**YOUR GOAL:**
Show, in full, each line of the data that contains "ParseError".

**LISTED RECORDS:**
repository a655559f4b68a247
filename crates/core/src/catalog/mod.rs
//! Track catalog - an index of files already saved under the output root.
//!
//! The catalog is consulted before every track download and updated after
//! every successful save, so repeated crawls skip what is already on disk.

mod memory;

pub use memory::InMemoryCatalog;

use std::collections::HashSet;
use std::path::PathBuf;

use thiserror::Error;

#[derive(Debug, Error)]
pub enum CatalogError {
    #[error("Failed to list {path}: {source}")]
    Io {
        path: PathBuf,
        #[source]
        source: std::io::Error,
    },
}

/// Result of trying to claim a path for download.
#[derive(Debug, Clone, Copy, PartialEq, Eq)]
pub enum Reservation {
    /// The caller owns the path until it calls `update` or `release`.
    Reserved,
    /// The path is already on disk.
    Present,
    /// Another scraper is downloading the path right now.
    InFlight,
}

/// Trait for the dedup index shared by every scraper of a crawl.
///
/// Keys are output paths relative to the root, joined with `/`.
/// Implementations serialize all access, so `try_reserve` is an atomic
/// check-then-claim.
pub trait TrackCatalog: Send + Sync {
    /// Whether the path is already present.
    fn contains(&self, path: &str) -> bool;

    /// Copy of every present path.
    fn snapshot(&self) -> HashSet<String>;

    /// Mark a path present. Entries are never removed.
    fn update(&self, path: &str);

    /// Atomically check the path and claim it if nobody has it.
    fn try_reserve(&self, path: &str) -> Reservation;

    /// Drop a claim without marking the path present.
    fn release(&self, path: &str);

    /// Number of present paths.
    fn len(&self) -> usize;

    fn is_empty(&self) -> bool {
        self.len() == 0
    }
}
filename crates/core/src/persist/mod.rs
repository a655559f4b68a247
//! Persistence of downloaded tracks.

mod local;

pub use local::LocalPersister;

use std::path::PathBuf;

use async_trait::async_trait;
use thiserror::Error;

use crate::model::Track;

/// Errors that can occur while saving a track.
#[derive(Debug, Error)]
pub enum SaveError {
    /// The track's metadata would place the file outside the output root.
    #[error("Refusing to save outside the output root: {path}")]
    InvalidPath { path: String },

    /// Failed to create the artist/album directory.
    #[error("Failed to create directory {path}: {source}")]
    DirectoryCreationFailed {
        path: PathBuf,
        #[source]
        source: std::io::Error,
    },

    /// Failed to write the file.
    #[error("Failed to write {path}: {source}")]
    WriteFailed {
        path: PathBuf,
        #[source]
        source: std::io::Error,
    },
}

/// Writes a downloaded asset to its canonical location.
#[async_trait]
pub trait Persister: Send + Sync {
    /// Save `data` for `track` at `track.relative_path()` below the root,
    /// creating directories as needed. Returns the written file.
    async fn save(&self, data: &[u8], track: &Track) -> Result<PathBuf, SaveError>;
}
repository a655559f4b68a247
pub mod handlers;
pub mod routes;

pub use routes::create_router;
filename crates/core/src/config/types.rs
use serde::{Deserialize, Serialize};
use std::net::IpAddr;
use std::path::PathBuf;

/// Root configuration
#[derive(Debug, Clone, Default, Deserialize, Serialize)]
pub struct Config {
    #[serde(default)]
    pub server: ServerConfig,
    #[serde(default)]
    pub storage: StorageConfig,
    #[serde(default)]
    pub site: SiteConfig,
    #[serde(default)]
    pub retriever: RetrieverConfig,
    #[serde(default)]
    pub crawl: CrawlConfig,
}

/// Server configuration
#[derive(Debug, Clone, Deserialize, Serialize)]
pub struct ServerConfig {
    #[serde(default = "default_host")]
    pub host: IpAddr,
    #[serde(default = "default_port")]
    pub port: u16,
}

impl Default for ServerConfig {
    fn default() -> Self {
        Self {
            host: default_host(),
            port: default_port(),
        }
    }
}

fn default_host() -> IpAddr {
    IpAddr::from([0, 0, 0, 0])
}

fn default_port() -> u16 {
    8099
}

/// Where downloaded tracks are written
#[derive(Debug, Clone, Deserialize, Serialize)]
pub struct StorageConfig {
    /// Output root. The catalog is built from this tree at startup.
    #[serde(default = "default_base_folder")]
    pub base_folder: PathBuf,
}

impl Default for StorageConfig {
    fn default() -> Self {
        Self {
            base_folder: default_base_folder(),
        }
    }
}

fn default_base_folder() -> PathBuf {
    PathBuf::from("downloads")
}

/// Target site
#[derive(Debug, Clone, Deserialize, Serialize)]
pub struct SiteConfig {
    /// Domain suffix every crawled host must end with (e.g. "bandcamp.com")
    #[serde(default = "default_domain")]
    pub domain: String,
}

impl Default for SiteConfig {
    fn default() -> Self {
        Self {
            domain: default_domain(),
        }
    }
}

fn default_domain() -> String {
    "bandcamp.com".to_string()
}

/// HTTP retriever configuration
#[derive(Debug, Clone, Deserialize, Serialize)]
pub struct RetrieverConfig {
    /// Request timeout in seconds (0 = wait until the transport gives up)
    #[serde(default)]
    pub timeout_secs: u64,
    /// User-Agent header sent with every request
    #[serde(default = "default_user_agent")]
    pub user_agent: String,
}

impl Default for RetrieverConfig {
    fn default() -> Self {
        Self {
            timeout_secs: 0,
            user_agent: default_user_agent(),
        }
    }
}

fn default_user_agent() -> String {
    format!("tapedeck/{}", env!("CARGO_PKG_VERSION"))
}

/// Crawl behaviour
#[derive(Debug, Clone, Deserialize, Serialize, PartialEq, Eq)]
pub struct CrawlConfig {
    /// How many tracks of one album may be fetched at once (1 = sequential, fail-fast)
    #[serde(default = "default_max_concurrent_tracks")]
    pub max_concurrent_tracks: usize,
}

impl Default for CrawlConfig {
    fn default() -> Self {
        Self {
            max_concurrent_tracks: default_max_concurrent_tracks(),
        }
    }
}

fn default_max_concurrent_tracks() -> usize {
    1
}
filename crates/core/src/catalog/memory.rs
//! In-memory catalog built from a walk of the output tree.

use std::collections::HashSet;
use std::io;
use std::path::{Component, Path};
use std::sync::Mutex;

use tracing::{debug, info};
use walkdir::WalkDir;

use super::{CatalogError, Reservation, TrackCatalog};

#[derive(Debug, Default)]
struct CatalogState {
    present: HashSet<String>,
    in_flight: HashSet<String>,
}

/// Catalog of files already present under the output root.
///
/// Only obtainable through [`InMemoryCatalog::generate`] (or `empty` in
/// tests), so every handle has seen the complete listing.
#[derive(Debug)]
pub struct InMemoryCatalog {
    state: Mutex<CatalogState>,
}

impl InMemoryCatalog {
    /// Walk `root` recursively and index every regular file, relative to `root`.
    pub fn generate(root: impl AsRef<Path>) -> Result<Self, CatalogError> {
        let root = root.as_ref();

        let metadata = std::fs::metadata(root).map_err(|e| CatalogError::Io {
            path: root.to_path_buf(),
            source: e,
        })?;
        if !metadata.is_dir() {
            return Err(CatalogError::Io {
                path: root.to_path_buf(),
                source: io::Error::new(
                    io::ErrorKind::NotADirectory,
                    "catalog root is not a directory",
                ),
            });
        }

        let mut present = HashSet::new();
        for entry in WalkDir::new(root).min_depth(1) {
            let entry = entry.map_err(|e| CatalogError::Io {
                path: e.path().map(Path::to_path_buf).unwrap_or_else(|| root.to_path_buf()),
                source: io::Error::from(e),
            })?;

            if !entry.file_type().is_file() {
                continue;
            }

            if let Some(key) = relative_key(root, entry.path()) {
                debug!(path = %key, "Cataloged existing file");
                present.insert(key);
            }
        }

        info!(root = %root.display(), files = present.len(), "Catalog generated");

        Ok(Self {
            state: Mutex::new(CatalogState {
                present,
                in_flight: HashSet::new(),
            }),
        })
    }

    /// A catalog with nothing in it (useful for testing).
    pub fn empty() -> Self {
        Self {
            state: Mutex::new(CatalogState::default()),
        }
    }
}

/// `/`-joined path of `path` below `root`.
fn relative_key(root: &Path, path: &Path) -> Option<String> {
    let relative = path.strip_prefix(root).ok()?;
    let segments: Vec<String> = relative
        .components()
        .filter_map(|component| match component {
            Component::Normal(segment) => Some(segment.to_string_lossy().into_owned()),
            _ => None,
        })
        .collect();

    (!segments.is_empty()).then(|| segments.join("/"))
}

impl TrackCatalog for InMemoryCatalog {
    fn contains(&self, path: &str) -> bool {
        self.state.lock().unwrap().present.contains(path)
    }

    fn snapshot(&self) -> HashSet<String> {
        self.state.lock().unwrap().present.clone()
    }

    fn update(&self, path: &str) {
        let mut state = self.state.lock().unwrap();
        state.in_flight.remove(path);
        state.present.insert(path.to_string());
    }

    fn try_reserve(&self, path: &str) -> Reservation {
        let mut state = self.state.lock().unwrap();
        if state.present.contains(path) {
            Reservation::Present
        } else if !state.in_flight.insert(path.to_string()) {
            Reservation::InFlight
        } else {
            Reservation::Reserved
        }
    }

    fn release(&self, path: &str) {
        self.state.lock().unwrap().in_flight.remove(path);
    }

    fn len(&self) -> usize {
        self.state.lock().unwrap().present.len()
    }
}
use figment::{
    providers::{Env, Format, Toml},
    Figment,
};
use std::path::Path;

use super::{types::Config, ConfigError};

/// Environment prefix for overrides, e.g. `TAPEDECK_STORAGE__BASE_FOLDER`
pub const ENV_PREFIX: &str = "TAPEDECK_";

/// Load configuration from file with environment variable overrides
pub fn load_config(path: &Path) -> Result<Config, ConfigError> {
    if !path.exists() {
        return Err(ConfigError::FileNotFound(path.display().to_string()));
    }

    Figment::new()
        .merge(Toml::file(path))
        .merge(Env::prefixed(ENV_PREFIX).split("__"))
        .extract()
        .map_err(|e| ConfigError::ParseError(e.to_string()))
}

/// Load configuration from environment variables only (no file present)
pub fn load_config_from_env() -> Result<Config, ConfigError> {
    Figment::new()
        .merge(Env::prefixed(ENV_PREFIX).split("__"))
        .extract()
        .map_err(|e| ConfigError::ParseError(e.to_string()))
}

/// Load configuration from file, falling back to defaults plus environment
/// overrides when the file does not exist
pub fn load_config_or_default(path: &Path) -> Result<Config, ConfigError> {
    match load_config(path) {
        Err(ConfigError::FileNotFound(_)) => load_config_from_env(),
        other => other,
    }
}

/// Load configuration from TOML string (useful for testing)
pub fn load_config_from_str(toml_str: &str) -> Result<Config, ConfigError> {
    toml::from_str(toml_str).map_err(|e| ConfigError::ParseError(e.to_string()))
}

#[cfg(test)]
mod tests {
    use super::*;
    use std::io::Write;
    use tempfile::NamedTempFile;

    #[test]
    fn test_load_config_or_default_without_file() {
        let config = load_config_or_default(Path::new("/nonexistent/tapedeck.toml")).unwrap();
        assert_eq!(config.server.port, Config::default().server.port);
    }

    #[test]
    fn test_load_config_from_str_valid() {
        let toml = r#"
[server]
port = 9000
"#;
        let config = load_config_from_str(toml).unwrap();
        assert_eq!(config.server.port, 9000);
    }

    #[test]
    fn test_load_config_from_str_invalid() {
        let toml = r#"
[crawl]
max_concurrent_tracks = "many"
"#;
        let result = load_config_from_str(toml);
        assert!(result.is_err());
        let err = result.unwrap_err();
        assert!(matches!(err, ConfigError::ParseError(_)));
    }

    #[test]
    fn test_load_config_file_not_found() {
        let result = load_config(Path::new("/nonexistent/config.toml"));
        assert!(result.is_err());
        let err = result.unwrap_err();
        assert!(matches!(err, ConfigError::FileNotFound(_)));
    }

    #[test]
    fn test_load_config_from_file() {
        let mut temp_file = NamedTempFile::new().unwrap();
        writeln!(
            temp_file,
            r#"
[server]
host = "127.0.0.1"
port = 3000

[storage]
base_folder = "/tmp/tapedeck"
"#
        )
        .unwrap();

        let config = load_config(temp_file.path()).unwrap();
        assert_eq!(config.server.port, 3000);
        assert_eq!(config.server.host.to_string(), "127.0.0.1");
        assert_eq!(config.storage.base_folder.to_str().unwrap(), "/tmp/tapedeck");
    }
}
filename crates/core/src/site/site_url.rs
//! Site URL parsing, validation and classification.

use std::fmt;

use thiserror::Error;
use url::Url;

/// Errors raised while turning caller input into a [`SiteUrl`].
#[derive(Debug, Error, Clone, PartialEq, Eq)]
pub enum UrlError {
    #[error("Malformed URL {input:?}: {reason}")]
    Malformed { input: String, reason: String },

    #[error("URL host {host:?} does not belong to {domain}")]
    WrongDomain { host: String, domain: String },
}

/// What a site URL points at, decided by its first path segment.
#[derive(Debug, Clone, Copy, PartialEq, Eq, Hash)]
pub enum UrlKind {
    Track,
    Album,
    Discography,
    Unknown,
}

impl UrlKind {
    /// Classify a URL path. Only the first segment counts and it must match exactly.
    pub fn from_path(path: &str) -> Self {
        let path = path.strip_prefix('/').unwrap_or(path);
        let segment = path.split('/').next().unwrap_or_default();
        match segment {
            "track" => UrlKind::Track,
            "album" => UrlKind::Album,
            "music" => UrlKind::Discography,
            _ => UrlKind::Unknown,
        }
    }

    pub fn as_str(&self) -> &'static str {
        match self {
            UrlKind::Track => "track",
            UrlKind::Album => "album",
            UrlKind::Discography => "discography",
            UrlKind::Unknown => "unknown",
        }
    }
}

impl fmt::Display for UrlKind {
    fn fmt(&self, f: &mut fmt::Formatter<'_>) -> fmt::Result {
        f.write_str(self.as_str())
    }
}

/// A page of an artist's site, used to build URLs from route parameters.
#[derive(Debug, Clone, Copy, PartialEq, Eq)]
pub enum ArtistPage<'a> {
    Discography,
    Album(&'a str),
    Track(&'a str),
}

/// A parsed URL on the target site.
#[derive(Debug, Clone, PartialEq, Eq)]
pub struct SiteUrl {
    raw: String,
    url: Url,
    domain: String,
}

impl SiteUrl {
    /// Parse raw input. Parser failures are surfaced as [`UrlError::Malformed`].
    pub fn parse(raw: &str, domain: &str) -> Result<Self, UrlError> {
        let url = Url::parse(raw).map_err(|e| UrlError::Malformed {
            input: raw.to_string(),
            reason: e.to_string(),
        })?;

        Ok(Self {
            raw: raw.to_string(),
            url,
            domain: domain.to_string(),
        })
    }

    /// Parse and validate in one step.
    pub fn parse_validated(raw: &str, domain: &str) -> Result<Self, UrlError> {
        let site_url = Self::parse(raw, domain)?;
        site_url.validate()?;
        Ok(site_url)
    }

    /// Build the URL of one of an artist's pages, e.g. `https://{artist}.{domain}/music`.
    pub fn for_artist(artist: &str, page: ArtistPage<'_>, domain: &str) -> Result<Self, UrlError> {
        let raw = match page {
            ArtistPage::Discography => format!("https://{}.{}/music", artist, domain),
            ArtistPage::Album(album) => format!("https://{}.{}/album/{}", artist, domain, album),
            ArtistPage::Track(track) => format!("https://{}.{}/track/{}", artist, domain, track),
        };
        Self::parse_validated(&raw, domain)
    }

    /// Reject any host that is not the site domain or one of its subdomains.
    pub fn validate(&self) -> Result<(), UrlError> {
        let host = self.url.host_str().unwrap_or_default();
        let domain = self.domain.as_str();
        let on_domain = !domain.is_empty()
            && (host == domain
                || host
                    .strip_suffix(domain)
                    .is_some_and(|prefix| prefix.ends_with('.')));

        if on_domain {
            Ok(())
        } else {
            Err(UrlError::WrongDomain {
                host: host.to_string(),
                domain: self.domain.clone(),
            })
        }
    }

    pub fn classify(&self) -> UrlKind {
        UrlKind::from_path(self.url.path())
    }

    /// True for the exact shapes the site serves:
    /// `https://{artist}.{domain}/music`, `/album/{slug}` and `/track/{slug}`.
    pub fn is_canonical(&self) -> bool {
        if self.url.scheme() != "https"
            || self.url.query().is_some()
            || self.url.fragment().is_some()
        {
            return false;
        }

        let host = self.url.host_str().unwrap_or_default();
        let artist = match host
            .strip_suffix(self.domain.as_str())
            .and_then(|prefix| prefix.strip_suffix('.'))
        {
            Some(artist) => artist,
            None => return false,
        };
        if artist.is_empty() || artist.contains('.') {
            return false;
        }

        let segments: Vec<&str> = self.url.path().trim_start_matches('/').split('/').collect();
        match segments.as_slice() {
            ["music"] => true,
            ["album", slug] | ["track", slug] => !slug.is_empty(),
            _ => false,
        }
    }

    pub fn as_str(&self) -> &str {
        &self.raw
    }

    pub fn url(&self) -> &Url {
        &self.url
    }

    pub fn into_url(self) -> Url {
        self.url
    }
}

impl fmt::Display for SiteUrl {
    fn fmt(&self, f: &mut fmt::Formatter<'_>) -> fmt::Result {
        f.write_str(&self.raw)
    }
}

**TASK SOLUTION:**
        .map_err(|e| ConfigError::ParseError(e.to_string()))
        .map_err(|e| ConfigError::ParseError(e.to_string()))
    toml::from_str(toml_str).map_err(|e| ConfigError::ParseError(e.to_string()))
        assert!(matches!(err, ConfigError::ParseError(_)));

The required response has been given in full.